# Sata ssd vs usb3 ssd



## dan1 (Mar 31, 2016)

This is my Samsung EVO 850 SSD (SATA)
It takes 1sec to load Piano in Blue (taking 470mb in RAM)
The EVO read/write speed is approx 500mb/s






This is Samsung Portable T1 SSD (USB3)
Its read/write speed is the same as the EVO ~500mb/s
How quick will it take to load Piano in Blue?


----------



## mac (Mar 31, 2016)

Judging by the tests I've read, it should be about the same. I want a T1 myself, but I'm on the fence about buying due to the hoops you have to jump through to have it show as a regular disk on osx.


----------



## EvilDragon (Mar 31, 2016)

Here's a thread from a user who has SSD speed issues with exactly T1 Portable drive:

https://www.native-instruments.com/forum/threads/new-external-ssd-to-slow.268947

I would avoid attaching SSDs over USB, if at all possible.

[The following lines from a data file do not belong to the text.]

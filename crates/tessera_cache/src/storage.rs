//! Durable key-value storage engines behind the artifact store.
//!
//! [`KeyValueStorage`] is the narrow interface the cache needs: get, put,
//! remove, key listing and flush. [`FileStorage`] keeps one map per file,
//! loaded on open and rewritten atomically on flush. [`MemoryStorage`]
//! keeps everything in memory and is used for ephemeral caches and tests.

use std::collections::BTreeMap;
use std::path::{Path, PathBuf};

use serde::{Deserialize, Serialize};

use crate::error::CacheError;

/// Magic bytes identifying a Tessera storage file.
const STORAGE_MAGIC: [u8; 4] = *b"TSKV";

/// Current storage file format version.
const STORAGE_FORMAT_VERSION: u32 = 1;

/// Synchronous string-keyed byte storage.
pub trait KeyValueStorage {
    /// Returns the value stored under `key`.
    fn get(&self, key: &str) -> Result<Option<Vec<u8>>, CacheError>;

    /// Stores `value` under `key`, replacing any previous value.
    fn put(&mut self, key: &str, value: Vec<u8>) -> Result<(), CacheError>;

    /// Removes `key`; removing a missing key is a no-op.
    fn remove(&mut self, key: &str) -> Result<(), CacheError>;

    /// Returns every stored key in ascending order.
    fn keys(&self) -> Result<Vec<String>, CacheError>;

    /// Makes all previous writes durable.
    fn flush(&mut self) -> Result<(), CacheError>;

    /// Removes every entry.
    fn clear(&mut self) -> Result<(), CacheError>;
}

/// Header written before the entries of a storage file.
#[derive(Debug, Serialize, Deserialize)]
struct StorageHeader {
    magic: [u8; 4],
    format_version: u32,
}

/// A map persisted as a single bincode file.
///
/// Entries are loaded when the file is opened and held in memory. `flush`
/// writes the whole map to a temporary sibling file and renames it over the
/// original, so a reader never observes a partially written map.
#[derive(Debug)]
pub struct FileStorage {
    path: PathBuf,
    entries: BTreeMap<String, Vec<u8>>,
    dirty: bool,
}

impl FileStorage {
    /// Opens the storage file at `path`; a missing file is an empty map.
    pub fn open(path: &Path) -> Result<Self, CacheError> {
        let entries = if path.exists() {
            let raw = std::fs::read(path).map_err(|e| CacheError::io(path, e))?;
            decode_entries(path, &raw)?
        } else {
            BTreeMap::new()
        };
        tracing::debug!(path = %path.display(), entries = entries.len(), "opened storage");
        Ok(Self {
            path: path.to_path_buf(),
            entries,
            dirty: false,
        })
    }

    /// Returns the backing file path.
    pub fn path(&self) -> &Path {
        &self.path
    }

    /// Returns `true` if there are writes not yet flushed.
    pub fn is_dirty(&self) -> bool {
        self.dirty
    }
}

impl KeyValueStorage for FileStorage {
    fn get(&self, key: &str) -> Result<Option<Vec<u8>>, CacheError> {
        Ok(self.entries.get(key).cloned())
    }

    fn put(&mut self, key: &str, value: Vec<u8>) -> Result<(), CacheError> {
        self.entries.insert(key.to_string(), value);
        self.dirty = true;
        Ok(())
    }

    fn remove(&mut self, key: &str) -> Result<(), CacheError> {
        if self.entries.remove(key).is_some() {
            self.dirty = true;
        }
        Ok(())
    }

    fn keys(&self) -> Result<Vec<String>, CacheError> {
        Ok(self.entries.keys().cloned().collect())
    }

    fn flush(&mut self) -> Result<(), CacheError> {
        if !self.dirty {
            return Ok(());
        }
        if let Some(parent) = self.path.parent() {
            std::fs::create_dir_all(parent).map_err(|e| CacheError::io(parent, e))?;
        }

        let header = StorageHeader {
            magic: STORAGE_MAGIC,
            format_version: STORAGE_FORMAT_VERSION,
        };
        let bytes =
            bincode::serde::encode_to_vec((&header, &self.entries), bincode::config::standard())
                .map_err(|e| CacheError::Serialization {
                    reason: e.to_string(),
                })?;

        // Write to a temporary file first, then atomically rename
        let temp = self.path.with_extension("tmp");
        std::fs::write(&temp, &bytes).map_err(|e| CacheError::io(&temp, e))?;
        std::fs::rename(&temp, &self.path).map_err(|e| CacheError::io(&self.path, e))?;

        tracing::debug!(
            path = %self.path.display(),
            entries = self.entries.len(),
            bytes = bytes.len(),
            "flushed storage"
        );
        self.dirty = false;
        Ok(())
    }

    fn clear(&mut self) -> Result<(), CacheError> {
        self.entries.clear();
        self.dirty = true;
        Ok(())
    }
}

fn decode_entries(path: &Path, raw: &[u8]) -> Result<BTreeMap<String, Vec<u8>>, CacheError> {
    let corrupt = |reason: String| CacheError::StorageCorruption {
        location: path.display().to_string(),
        reason,
    };
    let ((header, entries), consumed): ((StorageHeader, BTreeMap<String, Vec<u8>>), usize) =
        bincode::serde::decode_from_slice(raw, bincode::config::standard())
            .map_err(|e| corrupt(e.to_string()))?;
    if header.magic != STORAGE_MAGIC {
        return Err(corrupt(format!("invalid magic {:02x?}", header.magic)));
    }
    if header.format_version != STORAGE_FORMAT_VERSION {
        return Err(corrupt(format!(
            "format version {} (expected {STORAGE_FORMAT_VERSION})",
            header.format_version
        )));
    }
    if consumed != raw.len() {
        return Err(corrupt(format!("{} trailing bytes", raw.len() - consumed)));
    }
    Ok(entries)
}

/// In-memory storage with no durability.
#[derive(Debug, Default, Clone)]
pub struct MemoryStorage {
    entries: BTreeMap<String, Vec<u8>>,
}

impl MemoryStorage {
    /// Creates an empty storage.
    pub fn new() -> Self {
        Self::default()
    }

    /// Number of stored entries.
    pub fn len(&self) -> usize {
        self.entries.len()
    }

    /// Returns `true` if nothing is stored.
    pub fn is_empty(&self) -> bool {
        self.entries.is_empty()
    }
}

impl KeyValueStorage for MemoryStorage {
    fn get(&self, key: &str) -> Result<Option<Vec<u8>>, CacheError> {
        Ok(self.entries.get(key).cloned())
    }

    fn put(&mut self, key: &str, value: Vec<u8>) -> Result<(), CacheError> {
        self.entries.insert(key.to_string(), value);
        Ok(())
    }

    fn remove(&mut self, key: &str) -> Result<(), CacheError> {
        self.entries.remove(key);
        Ok(())
    }

    fn keys(&self) -> Result<Vec<String>, CacheError> {
        Ok(self.entries.keys().cloned().collect())
    }

    fn flush(&mut self) -> Result<(), CacheError> {
        Ok(())
    }

    fn clear(&mut self) -> Result<(), CacheError> {
        self.entries.clear();
        Ok(())
    }
}
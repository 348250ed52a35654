//! Incremental compilation artifact cache.
//!
//! The cache persists the structural metadata and compiled output of every
//! source file across builds. When the driver recompiles a subset of sources,
//! [`IncrementalCache::compare_and_update`] replaces the stored records and
//! reports, per declared symbol, the old and new structural descriptors to a
//! [`ChangeCollector`] so that only affected dependents are rebuilt.

#![warn(missing_docs)]

pub mod cache;
pub mod changes;
pub mod config;
pub mod error;
pub mod header;
pub mod record;
pub mod registry;
pub mod storage;
pub mod store;
pub mod symbols;

pub use cache::{ArtifactMap, IncrementalCache};
pub use changes::{ChangeCollector, ChangeRecord, RecordingCollector};
pub use config::{load_config, load_config_from_str, CacheConfig, ConfigError};
pub use error::CacheError;
pub use header::HeaderStore;
pub use record::{ArtifactRecord, RecordError};
pub use registry::{CacheMaps, MapRegistry, PersistentMap};
pub use storage::{FileStorage, KeyValueStorage, MemoryStorage};
pub use store::ArtifactStore;
pub use symbols::{
    extract_symbols, FileScopeDescriptor, SymbolDescriptor, SymbolId, SymbolMap, TypeDescriptor,
};
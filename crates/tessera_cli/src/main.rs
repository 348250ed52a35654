//! Tessera CLI: inspection and maintenance of an incremental artifact cache.
//!
//! Provides `tessera dump` to list stored records, `tessera header` to show
//! the cache header, `tessera symbols` to print the symbols a metadata blob
//! declares, and `tessera clean` to reset the cache.

#![warn(missing_docs)]

mod clean;
mod dump;
mod header;
mod project;
mod symbols;

use std::process;

use clap::{Parser, Subcommand, ValueEnum};

/// Tessera: incremental compilation artifact cache.
#[derive(Parser, Debug)]
#[command(name = "tessera", version, about = "Tessera artifact cache tools")]
pub struct Cli {
    /// Enable verbose (debug-level) logging.
    #[arg(short, long, global = true)]
    pub verbose: bool,

    /// Path to a `tessera.toml` file or the directory containing it.
    #[arg(long, global = true)]
    pub config: Option<String>,

    /// Cache directory, overriding the configured one.
    #[arg(long, global = true)]
    pub cache_dir: Option<String>,

    /// The subcommand to run.
    #[command(subcommand)]
    pub command: Command,
}

/// Available CLI commands.
#[derive(Subcommand, Debug)]
pub enum Command {
    /// List every stored artifact record.
    Dump(DumpArgs),
    /// Show the cache header.
    Header,
    /// Print the symbols declared by a metadata file.
    Symbols(SymbolsArgs),
    /// Drop every stored record and the header.
    Clean,
}

/// Arguments for the `tessera dump` subcommand.
#[derive(Parser, Debug)]
pub struct DumpArgs {
    /// Output format.
    #[arg(short, long, value_enum, default_value_t = OutputFormat::Text)]
    pub format: OutputFormat,
}

/// Arguments for the `tessera symbols` subcommand.
#[derive(Parser, Debug)]
pub struct SymbolsArgs {
    /// File holding encoded structural metadata.
    pub metadata_file: String,

    /// Source path the metadata belongs to (default: the metadata file).
    #[arg(long)]
    pub source: Option<String>,
}

/// Output format of `tessera dump`.
#[derive(Clone, Copy, Debug, PartialEq, Eq, ValueEnum)]
pub enum OutputFormat {
    /// Human-readable text.
    Text,
    /// Machine-readable JSON.
    Json,
}

/// Global settings derived from CLI flags.
pub struct GlobalArgs {
    /// Whether to log at debug level.
    pub verbose: bool,
    /// Optional path to a configuration file or its directory.
    pub config: Option<String>,
    /// Optional cache directory override.
    pub cache_dir: Option<String>,
}

fn main() {
    let cli = Cli::parse();
    init_tracing(cli.verbose);

    let global = GlobalArgs {
        verbose: cli.verbose,
        config: cli.config,
        cache_dir: cli.cache_dir,
    };

    let result = match cli.command {
        Command::Dump(ref args) => dump::run(args, &global),
        Command::Header => header::run(&global),
        Command::Symbols(ref args) => symbols::run(args),
        Command::Clean => clean::run(&global),
    };

    match result {
        Ok(code) => process::exit(code),
        Err(e) => {
            eprintln!("error: {e}");
            process::exit(1);
        }
    }
}

/// Installs the log subscriber. `RUST_LOG` wins over `--verbose`.
fn init_tracing(verbose: bool) {
    use tracing_subscriber::{fmt, prelude::*, EnvFilter};

    let default = if verbose { "debug" } else { "warn" };
    let filter = EnvFilter::try_from_default_env().unwrap_or_else(|_| EnvFilter::new(default));
    tracing_subscriber::registry()
        .with(fmt::layer().with_target(true).with_writer(std::io::stderr))
        .with(filter)
        .init();
}
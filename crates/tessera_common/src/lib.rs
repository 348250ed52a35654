//! Shared foundational types used across the Tessera incremental cache.
//!
//! This crate provides content hashing for artifact fingerprints and the
//! canonical source identity used to key every cached record.

#![warn(missing_docs)]

pub mod hash;
pub mod source_id;

pub use hash::{ContentHash, ParseHashError};
pub use source_id::{SourceId, SourceIdError};
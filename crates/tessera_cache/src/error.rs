//! Error types for cache operations.

use std::path::PathBuf;

use tessera_common::SourceId;
use tessera_meta::MetadataError;

use crate::config::ConfigError;

/// Errors that can occur during cache operations.
///
/// The cache is an optimization over full recompilation, so nothing here is
/// retried or recovered internally. Every variant reaches the caller, whose
/// sanctioned response is to discard the cache and rebuild from scratch.
#[derive(Debug, thiserror::Error)]
pub enum CacheError {
    /// An I/O error occurred while reading or writing cache files.
    #[error("cache I/O error at {path}: {source}")]
    Io {
        /// The path that caused the error.
        path: PathBuf,
        /// The underlying I/O error.
        source: std::io::Error,
    },

    /// Stored bytes do not parse according to their fixed layout.
    #[error("corrupt cache data in {location}: {reason}")]
    StorageCorruption {
        /// The storage key or file that holds the corrupt bytes.
        location: String,
        /// Description of the layout violation.
        reason: String,
    },

    /// A source marked dirty has no stored record to remove.
    #[error("dirty source {id} has no stored artifact")]
    MissingDirtyEntry {
        /// The dirty source.
        id: SourceId,
    },

    /// The header was read before it was ever written.
    #[error("cache header not found at {path}")]
    HeaderNotFound {
        /// Where the header was expected.
        path: PathBuf,
    },

    /// A record's structural metadata could not be decoded.
    #[error("malformed metadata for {id}: {source}")]
    MalformedMetadata {
        /// The source whose metadata failed to decode.
        id: SourceId,
        /// The decoder error.
        source: MetadataError,
    },

    /// A storage engine failed to serialize its contents.
    #[error("serialization error: {reason}")]
    Serialization {
        /// Description of the serialization failure.
        reason: String,
    },

    /// The configuration a cache was opened with is invalid.
    #[error("invalid cache configuration: {source}")]
    Config {
        /// The validation error.
        #[from]
        source: ConfigError,
    },

    /// Two persistent maps were registered under the same name.
    #[error("persistent map '{name}' is already registered")]
    DuplicateMap {
        /// The duplicated map name.
        name: String,
    },
}

impl CacheError {
    /// Wraps an I/O error with the path it occurred at.
    pub(crate) fn io(path: impl Into<PathBuf>, source: std::io::Error) -> Self {
        Self::Io {
            path: path.into(),
            source,
        }
    }
}
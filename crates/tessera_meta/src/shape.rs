//! Name-independent shapes of declarations.
//!
//! Two fragments that declare the same API may number their string and
//! qualified-name tables differently. Resolving an entry through its
//! fragment's [`NameResolver`] yields a shape that only contains real names,
//! so shapes from different fragments compare meaningfully. Members are
//! sorted, so declaration order does not affect equality.

use crate::error::MetadataError;
use crate::fragment::{
    ClassEntry, ConstructorEntry, FunctionEntry, PackageEntry, PropertyEntry, TypeAliasEntry,
    TypeRef, ValueParameter,
};
use crate::names::{ClassName, NameResolver, Namespace};

/// A type reference with its class name resolved.
#[derive(Clone, PartialEq, Eq, PartialOrd, Ord, Debug)]
pub struct ResolvedType {
    /// The referenced class.
    pub class: ClassName,
    /// Resolved type arguments.
    pub arguments: Vec<ResolvedType>,
    /// Whether the type admits a null value.
    pub nullable: bool,
}

/// Shape of a function or constructor.
#[derive(Clone, PartialEq, Eq, PartialOrd, Ord, Debug)]
pub struct CallableShape {
    /// Function name; `<init>` for constructors.
    pub name: String,
    /// Declaration flags.
    pub flags: u32,
    /// Type parameter names.
    pub type_parameters: Vec<String>,
    /// Parameter names and types, in declaration order.
    pub parameters: Vec<(String, ResolvedType)>,
    /// Return type; `None` for constructors.
    pub return_type: Option<ResolvedType>,
}

/// Shape of a property.
#[derive(Clone, PartialEq, Eq, PartialOrd, Ord, Debug)]
pub struct PropertyShape {
    /// Property name.
    pub name: String,
    /// Declaration flags.
    pub flags: u32,
    /// Property type.
    pub ty: ResolvedType,
    /// Whether the property has a setter.
    pub mutable: bool,
}

/// Shape of a type alias.
#[derive(Clone, PartialEq, Eq, PartialOrd, Ord, Debug)]
pub struct TypeAliasShape {
    /// Alias name.
    pub name: String,
    /// Aliased type.
    pub underlying: ResolvedType,
}

/// Shape of a declared type.
#[derive(Clone, PartialEq, Eq, Debug)]
pub struct TypeShape {
    /// The declared class.
    pub name: ClassName,
    /// Declaration flags.
    pub flags: u32,
    /// Type parameter names, in declaration order.
    pub type_parameters: Vec<String>,
    /// Supertypes, sorted.
    pub supertypes: Vec<ResolvedType>,
    /// Constructors, sorted.
    pub constructors: Vec<CallableShape>,
    /// Member functions, sorted.
    pub functions: Vec<CallableShape>,
    /// Member properties, sorted.
    pub properties: Vec<PropertyShape>,
    /// Nested class names, sorted.
    pub nested_classes: Vec<String>,
}

/// Shape of the file-scope members of one source file.
#[derive(Clone, PartialEq, Eq, Debug)]
pub struct FileScopeShape {
    /// The package the file belongs to.
    pub namespace: Namespace,
    /// File-scope functions, sorted.
    pub functions: Vec<CallableShape>,
    /// File-scope properties, sorted.
    pub properties: Vec<PropertyShape>,
    /// Type aliases, sorted.
    pub type_aliases: Vec<TypeAliasShape>,
}

impl ClassEntry {
    /// Resolves this entry into a [`TypeShape`].
    pub fn resolve(&self, names: &NameResolver) -> Result<TypeShape, MetadataError> {
        Ok(TypeShape {
            name: names.class_name(self.fq_name)?,
            flags: self.flags,
            type_parameters: strings(&self.type_parameters, names)?,
            supertypes: sorted(self.supertypes.iter().map(|t| resolve_type(t, names)))?,
            constructors: sorted(self.constructors.iter().map(|c| resolve_constructor(c, names)))?,
            functions: sorted(self.functions.iter().map(|f| resolve_function(f, names)))?,
            properties: sorted(self.properties.iter().map(|p| resolve_property(p, names)))?,
            nested_classes: sorted(
                self.nested_classes
                    .iter()
                    .map(|&i| names.string(i).map(str::to_string)),
            )?,
        })
    }
}

impl PackageEntry {
    /// Resolves the package namespace from the `package_fq_name` extension;
    /// the root namespace when the extension is absent.
    pub fn namespace(&self, names: &NameResolver) -> Result<Namespace, MetadataError> {
        match self.extensions.package_fq_name {
            Some(index) => names.package_name(index),
            None => Ok(Namespace::root()),
        }
    }

    /// Resolves this entry into a [`FileScopeShape`].
    pub fn resolve(&self, names: &NameResolver) -> Result<FileScopeShape, MetadataError> {
        Ok(FileScopeShape {
            namespace: self.namespace(names)?,
            functions: sorted(self.functions.iter().map(|f| resolve_function(f, names)))?,
            properties: sorted(self.properties.iter().map(|p| resolve_property(p, names)))?,
            type_aliases: sorted(self.type_aliases.iter().map(|a| resolve_alias(a, names)))?,
        })
    }
}

fn resolve_type(ty: &TypeRef, names: &NameResolver) -> Result<ResolvedType, MetadataError> {
    Ok(ResolvedType {
        class: names.class_name(ty.class_name)?,
        arguments: ty
            .arguments
            .iter()
            .map(|a| resolve_type(a, names))
            .collect::<Result<_, _>>()?,
        nullable: ty.nullable,
    })
}

fn resolve_parameters(
    params: &[ValueParameter],
    names: &NameResolver,
) -> Result<Vec<(String, ResolvedType)>, MetadataError> {
    params
        .iter()
        .map(|p| Ok((names.string(p.name)?.to_string(), resolve_type(&p.ty, names)?)))
        .collect()
}

fn resolve_function(
    f: &FunctionEntry,
    names: &NameResolver,
) -> Result<CallableShape, MetadataError> {
    Ok(CallableShape {
        name: names.string(f.name)?.to_string(),
        flags: f.flags,
        type_parameters: strings(&f.type_parameters, names)?,
        parameters: resolve_parameters(&f.value_parameters, names)?,
        return_type: Some(resolve_type(&f.return_type, names)?),
    })
}

fn resolve_constructor(
    c: &ConstructorEntry,
    names: &NameResolver,
) -> Result<CallableShape, MetadataError> {
    Ok(CallableShape {
        name: "<init>".to_string(),
        flags: c.flags,
        type_parameters: Vec::new(),
        parameters: resolve_parameters(&c.value_parameters, names)?,
        return_type: None,
    })
}

fn resolve_property(
    p: &PropertyEntry,
    names: &NameResolver,
) -> Result<PropertyShape, MetadataError> {
    Ok(PropertyShape {
        name: names.string(p.name)?.to_string(),
        flags: p.flags,
        ty: resolve_type(&p.ty, names)?,
        mutable: p.mutable,
    })
}

fn resolve_alias(
    a: &TypeAliasEntry,
    names: &NameResolver,
) -> Result<TypeAliasShape, MetadataError> {
    Ok(TypeAliasShape {
        name: names.string(a.name)?.to_string(),
        underlying: resolve_type(&a.underlying, names)?,
    })
}

fn strings(indices: &[u32], names: &NameResolver) -> Result<Vec<String>, MetadataError> {
    indices
        .iter()
        .map(|&i| names.string(i).map(str::to_string))
        .collect()
}

fn sorted<T: Ord>(
    items: impl Iterator<Item = Result<T, MetadataError>>,
) -> Result<Vec<T>, MetadataError> {
    let mut out = items.collect::<Result<Vec<_>, _>>()?;
    out.sort();
    Ok(out)
}
//! Canonical identity of a source file tracked by the cache.

use serde::{Deserialize, Serialize};
use std::fmt;
use std::path::{Component, Path, PathBuf};

/// Reasons a path cannot become a [`SourceId`].
#[derive(Debug, thiserror::Error)]
pub enum SourceIdError {
    /// The path is not valid UTF-8 and has no lossless string key.
    #[error("source path is not valid UTF-8: {}", path.display())]
    NonUtf8 {
        /// The rejected path.
        path: PathBuf,
    },

    /// A stored key is not an absolute path.
    #[error("source key '{key}' is not an absolute path")]
    NotAbsolute {
        /// The rejected key.
        key: String,
    },

    /// The working directory needed to resolve a relative path is unavailable.
    #[error("cannot resolve {} against the working directory: {source}", path.display())]
    CurrentDir {
        /// The relative path.
        path: PathBuf,
        /// The underlying I/O error.
        source: std::io::Error,
    },

    /// Resolving symlinks failed.
    #[error("cannot canonicalize {}: {source}", path.display())]
    Canonicalize {
        /// The path that failed to resolve.
        path: PathBuf,
        /// The underlying I/O error.
        source: std::io::Error,
    },
}

/// Canonical, unique key for one source file.
///
/// A `SourceId` always holds an absolute, lexically normalized UTF-8 path:
/// `.` components are dropped and `..` components pop their parent. Two
/// spellings of the same path produce equal identities, and distinct
/// identities always have distinct [`canonical_key`](SourceId::canonical_key)s.
#[derive(Clone, PartialEq, Eq, Hash, PartialOrd, Ord, Serialize, Deserialize)]
#[serde(try_from = "String", into = "String")]
pub struct SourceId(PathBuf);

impl SourceId {
    /// Creates an identity from a path without touching the filesystem.
    ///
    /// Relative paths are resolved against the current working directory.
    /// Paths that are not valid UTF-8 are rejected.
    pub fn new(path: impl AsRef<Path>) -> Result<Self, SourceIdError> {
        let path = path.as_ref();
        let absolute = if path.is_absolute() {
            path.to_path_buf()
        } else {
            let cwd = std::env::current_dir().map_err(|source| SourceIdError::CurrentDir {
                path: path.to_path_buf(),
                source,
            })?;
            cwd.join(path)
        };
        Self::from_normalized(normalize(&absolute))
    }

    /// Creates an identity from an existing file, resolving symlinks.
    pub fn canonicalize(path: impl AsRef<Path>) -> Result<Self, SourceIdError> {
        let path = path.as_ref();
        let resolved =
            std::fs::canonicalize(path).map_err(|source| SourceIdError::Canonicalize {
                path: path.to_path_buf(),
                source,
            })?;
        Self::from_normalized(normalize(&resolved))
    }

    /// Rebuilds an identity from the string produced by
    /// [`SourceId::canonical_key`]. Relative keys are rejected.
    pub fn from_canonical_key(key: &str) -> Result<Self, SourceIdError> {
        let path = Path::new(key);
        if !path.is_absolute() {
            return Err(SourceIdError::NotAbsolute {
                key: key.to_string(),
            });
        }
        Self::from_normalized(normalize(path))
    }

    fn from_normalized(path: PathBuf) -> Result<Self, SourceIdError> {
        if path.to_str().is_none() {
            return Err(SourceIdError::NonUtf8 { path });
        }
        Ok(Self(path))
    }

    /// Returns the canonical string form used as the storage key.
    pub fn canonical_key(&self) -> String {
        // Construction guarantees UTF-8, so this never substitutes.
        self.0.to_string_lossy().into_owned()
    }

    /// Returns the normalized path.
    pub fn path(&self) -> &Path {
        &self.0
    }

    /// Returns the file name without its extension, or an empty string for
    /// a bare root path.
    pub fn base_name(&self) -> &str {
        self.0.file_stem().and_then(|s| s.to_str()).unwrap_or("")
    }
}

impl TryFrom<String> for SourceId {
    type Error = SourceIdError;

    fn try_from(key: String) -> Result<Self, Self::Error> {
        Self::from_canonical_key(&key)
    }
}

impl From<SourceId> for String {
    fn from(id: SourceId) -> Self {
        id.canonical_key()
    }
}

impl fmt::Display for SourceId {
    fn fmt(&self, f: &mut fmt::Formatter<'_>) -> fmt::Result {
        write!(f, "{}", self.0.display())
    }
}

impl fmt::Debug for SourceId {
    fn fmt(&self, f: &mut fmt::Formatter<'_>) -> fmt::Result {
        write!(f, "SourceId({})", self.0.display())
    }
}

fn normalize(path: &Path) -> PathBuf {
    let mut out = PathBuf::new();
    for component in path.components() {
        match component {
            Component::Prefix(_) | Component::RootDir => out.push(component.as_os_str()),
            Component::CurDir => {}
            Component::ParentDir => {
                out.pop();
            }
            Component::Normal(part) => out.push(part),
        }
    }
    out
}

Even though USB3 is supposed to be faster, it doesn't really lend itself as well for DFD as faster connections do (eSATA, TB, M.2, etc.).


----------



## dan1 (Mar 31, 2016)

it's a big investment for me because I'm planning on getting the 1tb so I must know for 100% that the loading speeds will be identical with my internal SSD


----------



## Gerhard Westphalen (Mar 31, 2016)

I've always had issues running Samsung SSD's in a Startech USB3 enclosure (which I've heard perform well). I think it has to do with it having some sort of delay. Kontakt slowly unloads parts of samples (different from purging!) so then when you play a patch after not having played for a while it needs to quickly load it in (the memory meter in Kontakt doesn't change but in the task manager you can see it change). With internal drives I've never had issues with this. With 2 different externall USB3 SSD's on both Windows and Mac I've had issues where it then causes an asio spike because it can't get those sample in quickly enough to start playing. Once it's actually loaded them in it then seems to work fine but you constantly get spikes when playing patches you haven't played in a while. I don't think load times will be affected.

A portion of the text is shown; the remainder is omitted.